US expats vote Obama in his Indonesian childhood city
JAKARTA (AFP) — Amid balloons and bunting, US presidential hopeful Barack Obama won an early "Super Tuesday" victory over Hillary Clinton in the Indonesian capital where he spent part of his childhood.
It may have been small -- fewer than 100 registered Democrats took part -- but it was a first chance for Americans abroad to cast their vote in the race for the party's White House candidate.
The midnight (1700 GMT Monday) ballot at a five-star hotel saw red-eyed US expatriates stay up late to choose between Obama and Clinton.
Organisers from Democrats Abroad gave them paper flags bearing a different candidate's name on each side in a gesture toward fairness, but it was clear early on that Obama enjoyed an edge here.
"It's definitely Obama in Jakarta," said 40-year-old Laurel Maclain, who works on a USAID child health programme, as she looked around at voters who, like her, wore T-shirts emblazoned with Obama's face.

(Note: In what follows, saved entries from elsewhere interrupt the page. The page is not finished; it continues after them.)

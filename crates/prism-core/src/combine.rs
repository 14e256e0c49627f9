// SPDX-License-Identifier: Apache-2.0
//! Combine policies for multi-writer inputs.
//!
//! Every input slot (and every bus, which is just a hidden block's `in`
//! slot) carries a policy that decides how N writers collapse into one
//! value.
//!
//! # Algebraic Categories
//!
//! **Commutative** (permutation-invariant):
//! - [`Sum`](CombineMode::Sum) — result is identical regardless of writer
//!   order.
//! - [`Merge`](CombineMode::Merge) — domain-aware union (event `or`,
//!   numeric/color `max`); permutation-invariant by construction.
//!
//! **Order-dependent** (deterministic via `(sort_key, id)` writer order):
//! - [`Latest`](CombineMode::Latest), [`Array`](CombineMode::Array)
//! - NOT commutative — the compiler fixes writer order before these run.
//!
//! [`Error`](CombineMode::Error) is not a merge at all: more than one writer
//! is a compile error (`MultiWriterForbidden`).

use crate::value::{Rgba, Value};

/// When a combine node is emitted for an input.
#[derive(Debug, Clone, Copy, PartialEq, Eq, Hash, Default)]
#[cfg_attr(feature = "serde", derive(serde::Serialize, serde::Deserialize))]
#[cfg_attr(feature = "serde", serde(rename_all = "lowercase"))]
pub enum CombineWhen {
    /// Emit a combine node only when two or more writers exist; a single
    /// writer passes through untouched.
    #[default]
    Multi,
    /// Always emit a combine node, even for a single writer. Buses use this
    /// so that readers observe a stable node identity as writers come and
    /// go.
    Always,
}

/// How multiple writers collapse into one value.
#[derive(Debug, Clone, Copy, PartialEq, Eq, Hash, Default)]
#[cfg_attr(feature = "serde", derive(serde::Serialize, serde::Deserialize))]
#[cfg_attr(feature = "serde", serde(rename_all = "lowercase"))]
pub enum CombineMode {
    /// The last writer in `(sort_key, id)` order wins.
    #[default]
    Latest,
    /// Numeric sum across writers.
    Sum,
    /// Domain-aware union: events `or`, numerics `max`, colors
    /// component-wise `max`; all other domains fall back to latest.
    Merge,
    /// All writer values collected into a [`Value::List`] in writer order.
    Array,
    /// More than one writer is a compile error.
    Error,
}

impl CombineMode {
    /// Returns true when the result depends on writer order.
    ///
    /// Order-dependent modes rely on the canonical `(sort_key, id)` edge
    /// ordering fixed during compilation; commutative modes produce the same
    /// value under any permutation of their inputs.
    #[must_use]
    pub const fn is_order_sensitive(self) -> bool {
        matches!(self, Self::Latest | Self::Array)
    }

    /// Applies this mode to writer samples in canonical order.
    ///
    /// Empty input returns `None`; the compiler guarantees at least one
    /// writer after default-source materialization, so `None` only surfaces
    /// on internal misuse.
    #[must_use]
    pub fn apply(self, values: &[Value]) -> Option<Value> {
        let first = values.first()?;
        match self {
            Self::Latest | Self::Error => values.last().cloned(),
            Self::Array => Some(Value::List(values.to_vec())),
            Self::Sum => {
                let mut acc = 0.0f64;
                for v in values {
                    acc += v.as_f64().unwrap_or(0.0);
                }
                Some(first.number_like(acc))
            }
            Self::Merge => Some(merge(values, first)),
        }
    }
}

fn merge(values: &[Value], first: &Value) -> Value {
    match first {
        Value::Bool(_) => Value::Bool(values.iter().any(|v| matches!(v, Value::Bool(true)))),
        Value::Color(_) => {
            let mut acc = Rgba {
                r: 0.0,
                g: 0.0,
                b: 0.0,
                a: 0.0,
            };
            for v in values {
                if let Value::Color(c) = v {
                    acc.r = acc.r.max(c.r);
                    acc.g = acc.g.max(c.g);
                    acc.b = acc.b.max(c.b);
                    acc.a = acc.a.max(c.a);
                }
            }
            Value::Color(acc)
        }
        _ if first.as_f64().is_some() => {
            let mut acc = f64::NEG_INFINITY;
            for v in values {
                if let Some(x) = v.as_f64() {
                    acc = acc.max(x);
                }
            }
            first.number_like(acc)
        }
        _ => values.last().cloned().unwrap_or_else(|| first.clone()),
    }
}

/// Combine policy attached to an input slot or bus.
#[derive(Debug, Clone, Copy, PartialEq, Eq, Hash, Default)]
#[cfg_attr(feature = "serde", derive(serde::Serialize, serde::Deserialize))]
pub struct CombinePolicy {
    /// When a combine node is emitted.
    pub when: CombineWhen,
    /// How writer values collapse.
    pub mode: CombineMode,
}

impl CombinePolicy {
    /// `{multi, latest}` — the slot default.
    #[must_use]
    pub const fn latest() -> Self {
        Self {
            when: CombineWhen::Multi,
            mode: CombineMode::Latest,
        }
    }

    /// `{always, mode}` — the bus default shape.
    #[must_use]
    pub const fn always(mode: CombineMode) -> Self {
        Self {
            when: CombineWhen::Always,
            mode,
        }
    }
}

Obama, a junior senator from Illinois, spent part of his childhood living and going to school in Menteng, a suburb of decayed colonial grandeur down the highway from the sheer glass of the JW Marriott hotel hosting the vote.

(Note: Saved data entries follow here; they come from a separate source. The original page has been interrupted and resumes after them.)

// SPDX-License-Identifier: Apache-2.0
//! Time root blocks and reserved-bus publication.
//!
//! Exactly one time root exists per patch; it has no inputs, and the
//! [`crate::time::TimeModel`] is a pure function of its type name and
//! params. Each root publishes its canonical outputs onto the reserved
//! buses via ordinary hidden bus blocks and edges, so the compiler never
//! special-cases time plumbing.

use crate::block::{
    bus_type_for, BlockArgs, BlockCompile, BlockDef, BlockError, BlockRegistry, OutputDef,
    Outputs, SlotDef,
};
use crate::ident::{make_block_id, make_edge_id, BlockId};
use crate::ir::{IrBuilder, Kernel, StateKey};
use crate::patch::{Block, BlockRole, Edge, Patch, PatchError, PortRef};
use crate::time::{reserved_bus_type, CycleMode, TimeModel};
use crate::transform::RegistryError;
use crate::types::{DomainKind, TypeDesc};
use crate::value::Value;

pub(crate) fn register(reg: &mut BlockRegistry) -> Result<(), RegistryError> {
    reg.register(finite_def())?;
    reg.register(cycle_def())?;
    reg.register(infinite_def())?;
    Ok(())
}

static NO_INPUTS: &[SlotDef] = &[];

// ─── finiteTimeRoot ────────────────────────────────────────────────────

static FINITE_OUTPUTS: &[OutputDef] = &[
    OutputDef {
        id: "time",
        ty: TypeDesc::signal(DomainKind::Time),
    },
    OutputDef {
        id: "progress",
        ty: TypeDesc::signal(DomainKind::Unit),
    },
];

fn finite_compile(args: &BlockArgs<'_>, b: &mut IrBuilder) -> Result<Outputs, BlockError> {
    let duration = args
        .param("durationMs")
        .cloned()
        .unwrap_or(Value::Duration(5000.0));
    let duration = b.param(args.id, "durationMs", &duration);
    let t = b.time();
    let progress = b.zip(&[t, duration], Kernel::Progress);
    let mut outputs = Outputs::new();
    outputs.insert("time", t);
    outputs.insert("progress", progress);
    Ok(outputs)
}

fn finite_def() -> BlockDef {
    BlockDef {
        type_name: "finiteTimeRoot",
        role: Some(BlockRole::TimeRoot),
        hidden: false,
        inputs: NO_INPUTS,
        outputs: FINITE_OUTPUTS,
        deferred_input: None,
        compile: BlockCompile::V2(finite_compile),
    }
}

// ─── cycleTimeRoot ─────────────────────────────────────────────────────

static CYCLE_OUTPUTS: &[OutputDef] = &[
    OutputDef {
        id: "time",
        ty: TypeDesc::signal(DomainKind::Time),
    },
    OutputDef {
        id: "phase",
        ty: TypeDesc::signal(DomainKind::Phase),
    },
    OutputDef {
        id: "wrap",
        ty: TypeDesc::event(),
    },
];

fn cycle_compile(args: &BlockArgs<'_>, b: &mut IrBuilder) -> Result<Outputs, BlockError> {
    let period = args
        .param("periodMs")
        .cloned()
        .unwrap_or(Value::Duration(1000.0));
    let period = b.param(args.id, "periodMs", &period);
    // Wrap mode is structural: it changes the TimeModel (and therefore the
    // swap class), so it is not a live param.
    let ping_pong = args.param_f64("mode", 0.0) >= 1.0;
    let kernel = if ping_pong {
        Kernel::TimePhasePingPong
    } else {
        Kernel::TimePhase
    };
    let t = b.time();
    let phase = b.zip(&[t, period], kernel);
    let wrap = b.pulse(phase, StateKey::new(args.id, "wrap"))?;
    let mut outputs = Outputs::new();
    outputs.insert("time", t);
    outputs.insert("phase", phase);
    outputs.insert("wrap", wrap);
    Ok(outputs)
}

fn cycle_def() -> BlockDef {
    BlockDef {
        type_name: "cycleTimeRoot",
        role: Some(BlockRole::TimeRoot),
        hidden: false,
        inputs: NO_INPUTS,
        outputs: CYCLE_OUTPUTS,
        deferred_input: None,
        compile: BlockCompile::V2(cycle_compile),
    }
}

// ─── infiniteTimeRoot ──────────────────────────────────────────────────

static INFINITE_OUTPUTS: &[OutputDef] = &[
    OutputDef {
        id: "time",
        ty: TypeDesc::signal(DomainKind::Time),
    },
    OutputDef {
        id: "phase",
        ty: TypeDesc::signal(DomainKind::Phase),
    },
];

fn infinite_compile(args: &BlockArgs<'_>, b: &mut IrBuilder) -> Result<Outputs, BlockError> {
    let window = args
        .param("windowMs")
        .cloned()
        .unwrap_or(Value::Duration(10_000.0));
    let window = b.param(args.id, "windowMs", &window);
    let t = b.time();
    let phase = b.zip(&[t, window], Kernel::TimePhase);
    let mut outputs = Outputs::new();
    outputs.insert("time", t);
    outputs.insert("phase", phase);
    Ok(outputs)
}

fn infinite_def() -> BlockDef {
    BlockDef {
        type_name: "infiniteTimeRoot",
        role: Some(BlockRole::TimeRoot),
        hidden: false,
        inputs: NO_INPUTS,
        outputs: INFINITE_OUTPUTS,
        deferred_input: None,
        compile: BlockCompile::V2(infinite_compile),
    }
}

/// Derives the patch's [`TimeModel`] from a time-root block instance.
///
/// Pure in the block's type name and params; returns `None` for non-root
/// block types.
#[must_use]
pub fn time_model_of(block: &Block) -> Option<TimeModel> {
    let num = |key: &str, fallback: f64| {
        block.params.get(key).and_then(Value::as_f64).unwrap_or(fallback)
    };
    match block.ty.as_str() {
        "finiteTimeRoot" => Some(TimeModel::Finite {
            duration_ms: num("durationMs", 5000.0),
        }),
        "cycleTimeRoot" => Some(TimeModel::Cyclic {
            period_ms: num("periodMs", 1000.0),
            mode: if num("mode", 0.0) >= 1.0 {
                CycleMode::PingPong
            } else {
                CycleMode::Loop
            },
        }),
        "infiniteTimeRoot" => Some(TimeModel::Infinite {
            window_ms: num("windowMs", 10_000.0),
        }),
        _ => None,
    }
}

/// Outputs each root type publishes, as `(output slot, reserved bus id)`.
fn publications(ty: &str) -> &'static [(&'static str, &'static str)] {
    match ty {
        "finiteTimeRoot" => &[("progress", "progress")],
        "cycleTimeRoot" => &[("phase", "phaseA"), ("wrap", "pulse")],
        "infiniteTimeRoot" => &[("phase", "phaseA")],
        _ => &[],
    }
}

/// The singleton bus block id for a reserved bus name.
#[must_use]
pub fn reserved_bus_block_id(bus: &str) -> BlockId {
    make_block_id(&format!("bus:{bus}"))
}

/// Auto-publishes a time root's reserved outputs.
///
/// Creates the reserved hidden bus blocks that do not yet exist and wires
/// the root's outputs into them. Idempotent: existing buses and edges are
/// left alone.
///
/// # Errors
///
/// Propagates [`PatchError`] from block/edge insertion; the root must exist
/// in `patch`.
pub fn publish_reserved(patch: &mut Patch, root: &BlockId) -> Result<(), PatchError> {
    let ty = patch
        .block(root)
        .ok_or(PatchError::UnknownBlock(*root))?
        .ty
        .clone();
    for (out_slot, bus_name) in publications(&ty) {
        let Some(bus_ty) = reserved_bus_type(bus_name).and_then(|t| bus_type_for(&t)) else {
            continue;
        };
        let bus_id = reserved_bus_block_id(bus_name);
        if patch.block(&bus_id).is_none() {
            let mut bus = Block::new(bus_id, bus_ty)
                .with_role(BlockRole::Bus)
                .with_tag(*bus_name);
            bus.hidden = true;
            patch.add_block(bus)?;
        }
        let from = PortRef::new(*root, *out_slot);
        let to = PortRef::new(bus_id, "in");
        let already = patch
            .edges
            .iter()
            .any(|e| e.from == from && e.to == to);
        if !already {
            let edge_id = make_edge_id(&format!(
                "publish:{bus_name}:{}",
                hex::encode(root.as_bytes())
            ));
            patch.add_edge(Edge::new(edge_id, from, to))?;
        }
    }
    Ok(())
}

#[cfg(test)]
#[allow(clippy::expect_used, clippy::unwrap_used)]
mod tests {
    use super::*;

    #[test]
    fn time_model_is_pure_in_type_and_params() {
        let id = make_block_id("root");
        let cyc = Block::new(id, "cycleTimeRoot")
            .with_param("periodMs", Value::Duration(1000.0))
            .with_param("mode", Value::Int(0));
        assert_eq!(
            time_model_of(&cyc),
            Some(TimeModel::Cyclic {
                period_ms: 1000.0,
                mode: CycleMode::Loop
            })
        );

        let fin = Block::new(id, "finiteTimeRoot").with_param("durationMs", Value::Duration(250.0));
        assert_eq!(
            time_model_of(&fin),
            Some(TimeModel::Finite { duration_ms: 250.0 })
        );

        assert_eq!(time_model_of(&Block::new(id, "oscillator")), None);
    }

    #[test]
    fn publish_reserved_is_idempotent() {
        let mut patch = Patch::new();
        let root = make_block_id("root");
        patch
            .add_block(
                Block::new(root, "cycleTimeRoot").with_role(BlockRole::TimeRoot),
            )
            .unwrap();
        publish_reserved(&mut patch, &root).unwrap();
        let blocks = patch.blocks.len();
        let edges = patch.edges.len();
        publish_reserved(&mut patch, &root).unwrap();
        assert_eq!(patch.blocks.len(), blocks);
        assert_eq!(patch.edges.len(), edges);
        // phaseA and pulse buses plus two publication edges.
        assert_eq!(blocks, 3);
        assert_eq!(edges, 2);
    }
}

He moved to Indonesia, the world's most populous Muslim nation, when he was six after his divorced mother remarried an Indonesian foreign student.
Security was very tight as usual at the US-owned hotel, which was bombed in 2003 by Islamic militants in an attack that left 12 dead.
While the vote was the first to fall on Super Tuesday, final voting for all Democrats living overseas -- both in person and online -- will not be complete until February 12.
The official Super Tuesday vote sees 22 contests for Democrats and 21 for Republicans, and will decide more than half the delegates to their conventions later this year that will ultimately select the presidential candidates.
Adrian Ardie, chairman of Democrats Abroad in Indonesia, said all the fuss surrounding this vote was designed to echo the New Hampshire town of Dixville Notch.
That town's miniscule 17-voter turnout at midnight on January 8 was keenly watched as the opening of that state's crucial primary contest.
Turnout here was small too, but the crowd of consultants, aid workers and academics were far from rustic heartland types.
Both camps used the lead-up to the midnight vote to call in endorsements from the United States.
Clinton-backer General Wesley Clark, himself a contender for nomination in 2004, called in via an online telephone to deliver his stump speech, oblivious to a scrambled link that amused the crowd by garbling much of his comments.
Obama's half-sister Maya Soetoro-Ng had better success with her phone line and was enthusiastically cheered.
The provisonal tally released after the vote did not give a total number of ballots cast, but saw Obama win 75 percent to Clinton's 25 percent.
Robert Lamont, a 53-year-old USAID worker who has lived in Indonesia for 14 months, said his choice of Obama was due to a combination of charisma and the candidate's conciliatory approach to foreign policy.
"I think Obama appeals to Democrats abroad because he focuses on foreign policy issues... for me it's that he does have experience overseas," Lamont said.
"That means he has more sensitivity to the wider world than someone who has lived in the US her whole life."
Loretta Kendrick, a 76-year-old retired photographer from Oklahoma City, in town to visit her consultant daughter, Anita, said she was voting for Clinton because of her experience.
"They're both pretty much saying they're going to do the same things," she said in a broad accent.
She said Obama's childhood in Jakarta had not influenced her vote but that she was concerned false rumours arising from his time here -- such as that he studied at an Islamic boarding school -- could hurt his candidacy.
"I think people will listen to that and it will influence things."